» Problem
Look below for the line containing "fn sig(n: u32)"; from there, print each line exactly up to and including the line containing "branch root -> d.", and stop.

» Data section
*-*-*

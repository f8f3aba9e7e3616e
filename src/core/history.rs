//! core::history
//!
//! Commit-graph traversal helpers: ancestry tests, merge-base search,
//! first-parent walks.
//!
//! All traversals are iterative with explicit worklists and visited sets,
//! so long histories never risk recursion depth.

use std::collections::{HashSet, VecDeque};

use super::store::{ObjectStore, StoreError};
use super::types::Oid;

/// All ancestors of `from` (inclusive), breadth-first over every parent.
pub fn ancestors(store: &ObjectStore, from: &Oid) -> Result<HashSet<Oid>, StoreError> {
    let mut seen = HashSet::new();
    let mut queue = VecDeque::from([from.clone()]);
    while let Some(oid) = queue.pop_front() {
        if !seen.insert(oid.clone()) {
            continue;
        }
        let commit = store.get_commit(&oid)?;
        for parent in &commit.parents {
            if !seen.contains(parent) {
                queue.push_back(parent.clone());
            }
        }
    }
    Ok(seen)
}

/// True if `ancestor` is reachable from `descendant` (inclusive).
pub fn is_ancestor(
    store: &ObjectStore,
    ancestor: &Oid,
    descendant: &Oid,
) -> Result<bool, StoreError> {
    if ancestor == descendant {
        return Ok(true);
    }
    let mut seen = HashSet::new();
    let mut queue = VecDeque::from([descendant.clone()]);
    while let Some(oid) = queue.pop_front() {
        if oid == *ancestor {
            return Ok(true);
        }
        if !seen.insert(oid.clone()) {
            continue;
        }
        let commit = store.get_commit(&oid)?;
        for parent in &commit.parents {
            queue.push_back(parent.clone());
        }
    }
    Ok(false)
}

/// A ref update from `base` to `tip` is a fast-forward when `base` is a
/// strict-or-equal ancestor of `tip`.
pub fn is_fast_forward(store: &ObjectStore, base: &Oid, tip: &Oid) -> Result<bool, StoreError> {
    is_ancestor(store, base, tip)
}

/// The most recent common ancestor of `a` and `b`, if any.
///
/// Breadth-first from `b` through the ancestor set of `a`; the first hit is
/// the closest common ancestor by generation distance from `b`.
pub fn merge_base(store: &ObjectStore, a: &Oid, b: &Oid) -> Result<Option<Oid>, StoreError> {
    let reachable_from_a = ancestors(store, a)?;
    let mut seen = HashSet::new();
    let mut queue = VecDeque::from([b.clone()]);
    while let Some(oid) = queue.pop_front() {
        if reachable_from_a.contains(&oid) {
            return Ok(Some(oid));
        }
        if !seen.insert(oid.clone()) {
            continue;
        }
        let commit = store.get_commit(&oid)?;
        for parent in &commit.parents {
            queue.push_back(parent.clone());
        }
    }
    Ok(None)
}

/// First-parent chain from `tip` down to (excluding) `stop`, oldest first.
///
/// With `stop = None` the walk continues to the root. This is the commit
/// sequence rebase replays.
pub fn first_parent_range(
    store: &ObjectStore,
    tip: &Oid,
    stop: Option<&Oid>,
) -> Result<Vec<Oid>, StoreError> {
    let mut chain = Vec::new();
    let mut current = Some(tip.clone());
    while let Some(oid) = current {
        if stop == Some(&oid) {
            break;
        }
        let commit = store.get_commit(&oid)?;
        chain.push(oid);
        current = commit.parent(0).cloned();
    }
    chain.reverse();
    Ok(chain)
}

/// First-parent log from `tip`, newest first, capped at `limit`.
pub fn first_parent_log(
    store: &ObjectStore,
    tip: &Oid,
    limit: usize,
) -> Result<Vec<Oid>, StoreError> {
    let mut out = Vec::new();
    let mut current = Some(tip.clone());
    while let Some(oid) = current {
        if out.len() == limit {
            break;
        }
        let commit = store.get_commit(&oid)?;
        out.push(oid);
        current = commit.parent(0).cloned();
    }
    Ok(out)
}

#[cfg(test)]
mod tests {
    use super::*;
    use crate::core::object::{Commit, Object, Tree};
    use crate::core::types::Signature;
    use chrono::TimeZone;

    fn sig(n: u32) -> Signature {
        Signature {
            name: "T".into(),
            email: "t@example.com".into(),
            when: chrono::Utc.with_ymd_and_hms(2024, 1, 1, 0, 0, n).unwrap(),
        }
    }

    fn commit(store: &mut ObjectStore, parents: Vec<Oid>, n: u32) -> Oid {
        let tree = store.put(Object::Tree(Tree::new()));
        store.put(Object::Commit(Commit {
            parents,
            tree,
            author: sig(n),
            committer: sig(n),
            message: format!("c{n}"),
        }))
    }

    /// root -> a -> b -> c, plus side branch root -> d.
    fn linear_with_branch(store: &mut ObjectStore) -> (Oid, Oid, Oid, Oid, Oid) {
        let root = commit(store, vec![], 0);
        let a = commit(store, vec![root.clone()], 1);
        let b = commit(store, vec![a.clone()], 2);
        let c = commit(store, vec![b.clone()], 3);
        let d = commit(store, vec![root.clone()], 4);
        (root, a, b, c, d)
    }

    #[test]
    fn ancestry_and_fast_forward() {
        let mut store = ObjectStore::new();
        let (root, a, _b, c, d) = linear_with_branch(&mut store);
        assert!(is_ancestor(&store, &root, &c).unwrap());
        assert!(is_ancestor(&store, &a, &c).unwrap());
        assert!(!is_ancestor(&store, &c, &a).unwrap());
        assert!(!is_ancestor(&store, &d, &c).unwrap());
        assert!(is_fast_forward(&store, &a, &c).unwrap());
        assert!(is_fast_forward(&store, &c, &c).unwrap());
    }

    #[test]
    fn merge_base_of_forked_branches_is_fork_point() {
        let mut store = ObjectStore::new();
        let (root, _a, _b, c, d) = linear_with_branch(&mut store);
        assert_eq!(merge_base(&store, &c, &d).unwrap(), Some(root));
    }

    #[test]
    fn merge_base_of_ancestor_is_the_ancestor() {
        let mut store = ObjectStore::new();
        let (_root, a, _b, c, _d) = linear_with_branch(&mut store);
        assert_eq!(merge_base(&store, &a, &c).unwrap(), Some(a));
    }

    #[test]
    fn merge_base_of_unrelated_roots_is_none() {
        let mut store = ObjectStore::new();
        let x = commit(&mut store, vec![], 10);
        let y = commit(&mut store, vec![], 11);
        assert_eq!(merge_base(&store, &x, &y).unwrap(), None);
    }

    #[test]
    fn first_parent_range_is_oldest_first_and_exclusive() {
        let mut store = ObjectStore::new();
        let (root, a, b, c, _d) = linear_with_branch(&mut store);
        let range = first_parent_range(&store, &c, Some(&root)).unwrap();
        assert_eq!(range, vec![a.clone(), b.clone(), c.clone()]);
        let full = first_parent_range(&store, &c, None).unwrap();
        assert_eq!(full, vec![root, a, b, c]);
    }

    #[test]
    fn log_is_newest_first_and_capped() {
        let mut store = ObjectStore::new();
        let (_root, _a, b, c, _d) = linear_with_branch(&mut store);
        let log = first_parent_log(&store, &c, 2).unwrap();
        assert_eq!(log, vec![c, b]);
    }
}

*-*-*

» Answer box
    fn sig(n: u32) -> Signature {
        Signature {
            name: "T".into(),
            email: "t@example.com".into(),
            when: chrono::Utc.with_ymd_and_hms(2024, 1, 1, 0, 0, n).unwrap(),
        }
    }

    fn commit(store: &mut ObjectStore, parents: Vec<Oid>, n: u32) -> Oid {
        let tree = store.put(Object::Tree(Tree::new()));
        store.put(Object::Commit(Commit {
            parents,
            tree,
            author: sig(n),
            committer: sig(n),
            message: format!("c{n}"),
        }))
    }

    /// root -> a -> b -> c, plus side branch root -> d.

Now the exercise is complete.